WHAT IS EXPECTED: Say how many lines of the listing below hold the string "every", and say nothing else.
(EXCERPTED RECORDS Opens)
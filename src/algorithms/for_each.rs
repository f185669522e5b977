use super::DispatchRange;
use crate::{
    parallel::for_on,
    policy::{ExecutorSource, KernelPolicy, Mode},
};

/// Apply `f` to every element of `range`.
///
/// Synchronous policies return once every element was visited; deferred
/// ones return the launch's completion.
pub fn for_each<X, M, R, F>(policy: &KernelPolicy<X, M>, range: R, f: F) -> M::Output<()>
where
    X: ExecutorSource,
    M: Mode,
    R: DispatchRange<X::Space>,
    F: Fn(R::Item) + Send + Sync + 'static,
{
    let executor = policy.executor();
    let target = range.bind(executor.instance().clone(), policy.parameters());
    M::finish(for_on(policy.label(), target, move |index| {
        f(range.item(index));
    }))
}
(EXCERPTED RECORDS Closes)
TASK ANSWER: 2